Um punhadinho delas D. Maria Muniz levou para sua roça, na aldeia Catarina Paraguassú, em Pau Brasil/BA. Isso foi o bastante para que durante a 3ª Jornada de Agroecologia, em dezembro de 2014, 50kg de sementes de milho fizessem seu caminho de volta das terras Pataxó Hã-hã-Hãe para o Assentamento Terra Vista. Anos antes, em 2008, Joelson Ferreira foi ao Rio Grande do Sul e de lá trouxe em suas mãos um outro punhadinho. Chegadas ao Assentamento Terra Vista, essas preciosidades foram dadas aos cuidados de dona Tereza e seu André, mestres da agricultura. Plantadas no quintal aos fundos de casa, o que chegou punhadinho rendeu duas grandes bacias. Multiplicadas, tornaram a virar punhados e, de mão e mão, a semente ganhou mundo.
Por onde anda dá, com fartura, alimento de sustança para as crianças, jovens e mais velhos, para bichos de criação, passarinhos e abelhas e é também fundamento de nossas festas, como é o caso do São João. São muitas as fomes que ela sacia. Percorrer seus caminhos, costurados que estão na aliança dos povos, é aprender a história das resistências contra-colonizadoras neste continente. Estas últimas, por sua vez, nada seriam não fosse nossa teimosia em guardar e espalhar as sementes.
Esse mutirão constante que une gente e terra na defesa da vida e do território é a própria substância da revolução que a Teia cultiva. Precisamos estar imbuídos/as de sentimento revolucionário para cuidar das nossas sementes, trabalhar com elas para que se espalhem e se mantenham, preservando o trabalho e o saber de nossos ancestrais e garantindo a fartura para nós e quem vier depois. A semente é a continuidade da vida. E a vida vivida em partilha com todos os seres é o nosso horizonte, assim como é a nossa tradição. Por isso, a revolução brasileira será preparada com as coisas mais simples: o cuidado das sementes, o cuidado com nós mesmos.

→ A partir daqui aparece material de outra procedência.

//! Placing chords onto character offsets of the lyric line beneath them.

use std::collections::BTreeMap;
use std::fmt;
use std::str::FromStr;

use serde::{Deserialize, Serialize};

use crate::error::{ChordIssue, Error};
use crate::types::NashvilleChord;

use super::classify::{ChordLine, LyricLine};

/// Which lyric geometry a chord's position is measured against.
#[derive(Debug, Clone, Copy, PartialEq, Eq, Default, Serialize, Deserialize)]
#[serde(rename_all = "kebab-case")]
pub enum AlignmentStrategy {
    /// All words of the line merged into one span covering the whole text.
    #[default]
    LineSpan,
    /// The word whose left edge is closest to the left of the chord.
    NearestToken,
}

impl AlignmentStrategy {
    /// Short name used in configuration.
    #[must_use]
    pub const fn name(self) -> &'static str {
        match self {
            Self::LineSpan => "line",
            Self::NearestToken => "nearest",
        }
    }
}

impl fmt::Display for AlignmentStrategy {
    fn fmt(&self, f: &mut fmt::Formatter<'_>) -> fmt::Result {
        f.write_str(self.name())
    }
}

impl FromStr for AlignmentStrategy {
    type Err = Error;

    fn from_str(s: &str) -> Result<Self, Self::Err> {
        match s.trim().to_lowercase().as_str() {
            "line" | "line-span" | "span" => Ok(Self::LineSpan),
            "nearest" | "nearest-token" | "token" => Ok(Self::NearestToken),
            other => Err(Error::config(
                format!("unknown alignment strategy {other:?}"),
                "Use \"line\" or \"nearest\"",
            )),
        }
    }
}

/// Character offset of a chord within a reference span of lyric text.
///
/// `offset = floor((chord_x - start_x) / avg_width * length)`, clamped to
/// the last character. Fails when the chord is not right of `start_x`, the
/// span has no width or there is no text.
#[allow(clippy::cast_possible_truncation, clippy::cast_sign_loss, clippy::cast_precision_loss)]
pub fn chord_offset(chord_x: f64, start_x: f64, avg_width: f64, length: usize) -> Result<usize, ChordIssue> {
    let relative_x = chord_x - start_x;
    if relative_x.is_nan() || relative_x <= 0.0 {
        return Err(ChordIssue::NegativeAlignment { chord_x, start_x });
    }
    if avg_width.is_nan() || avg_width <= 0.0 {
        return Err(ChordIssue::ZeroWidth);
    }
    if length == 0 {
        return Err(ChordIssue::EmptyLyrics);
    }

    let offset = ((relative_x / avg_width) * length as f64).floor() as usize;
    Ok(offset.min(length - 1))
}

/// Map every normalized chord of `chords` onto a character offset of `lyrics`.
///
/// Chords are placed left to right; two chords landing on the same offset
/// keep the right-most one. Chords without a Nashville number and chords that
/// cannot be aligned are left out and logged.
pub fn align(chords: &ChordLine, lyrics: &LyricLine, strategy: AlignmentStrategy) -> BTreeMap<usize, NashvilleChord> {
    let mut placed = BTreeMap::new();

    for slot in &chords.chords {
        let Some(chord) = slot.chord else {
            tracing::debug!("Skipping chord {:?} ({}): no Nashville number", slot.text, slot.id);
            continue;
        };

        let offset = match strategy {
            AlignmentStrategy::LineSpan => line_span_offset(slot.avg_x, lyrics),
            AlignmentStrategy::NearestToken => nearest_token_offset(slot.avg_x, lyrics),
        };

        match offset {
            Ok(offset) => {
                placed.insert(offset, chord);
            }
            Err(issue) => tracing::warn!("Chord {:?} ({}) not aligned: {issue}", slot.text, slot.id),
        }
    }

    placed
}

fn line_span_offset(chord_x: f64, lyrics: &LyricLine) -> Result<usize, ChordIssue> {
    if lyrics.is_empty() {
        return Err(ChordIssue::EmptyLyrics);
    }
    let start_x = lyrics.words.iter().map(|w| w.start_x).fold(f64::INFINITY, f64::min);
    let end_x = lyrics
        .words
        .iter()
        .map(|w| w.start_x + w.avg_width)
        .fold(f64::NEG_INFINITY, f64::max);
    chord_offset(chord_x, start_x, end_x - start_x, lyrics.text().chars().count())
}

fn nearest_token_offset(chord_x: f64, lyrics: &LyricLine) -> Result<usize, ChordIssue> {
    let mut char_start = 0;
    let mut nearest = None;
    for word in &lyrics.words {
        if word.start_x >= chord_x {
            break;
        }
        nearest = Some((char_start, word));
        char_start += word.text.chars().count() + 1;
    }

    match nearest {
        Some((char_start, word)) => {
            chord_offset(chord_x, word.start_x, word.avg_width, word.text.chars().count()).map(|o| char_start + o)
        }
        None => match lyrics.words.first() {
            Some(first) => Err(ChordIssue::NegativeAlignment { chord_x, start_x: first.start_x }),
            None => Err(ChordIssue::EmptyLyrics),
        },
    }
}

A crise potencializada pela pandemia do COVID-19 vai se aprofundar. Este período de grande dificuldade, desemprego, fome e confusão que estamos vivendo, tende a se agravar. Mas não nos enganemos. Neste grande território que chamamos hoje Brasil, as consequências das epidemias sempre atingiram os povos indígenas e pretos, as mulheres e os pobres de forma mortífera. Além disso, desde a invasão, o genocídio dos povos e destruição da natureza caminham juntos. Quando os europeus aqui chegaram, roubaram além de terras e gentes, também os frutos das ciências dos povos. A batata, o milho e as tecnologias de cultivo a eles associadas, foram levados ao continente europeu para salvar sua população da fome. Para nós restou a terra arrasada, o desprezo aos nossos conhecimentos e a guerra contra nossos territórios de resistência. Nessa perspectiva, pouco mudou em 520 anos.
Os inimigos continuam sendo os mesmos: o agronegócio, o Estado, o capital. A violência dos de cima avança a passos mais largos quanto mais nos ludibriamos com suas promessas – quando acreditamos nas soluções fáceis e mágicas oferecidas ora pelo agronegócio e seus pacotes pseudo produtivos; ora pelos governantes e suas esmolas e falsas abolições. Se são sementes híbridas, leis ou benefícios emergenciais, não importa. Em cinco séculos de história pós invasão, o que nos propuseram, mesmo que com nomes diferentes, foram pactos ilusórios que acabaram por nos tirar liberdade e autonomia.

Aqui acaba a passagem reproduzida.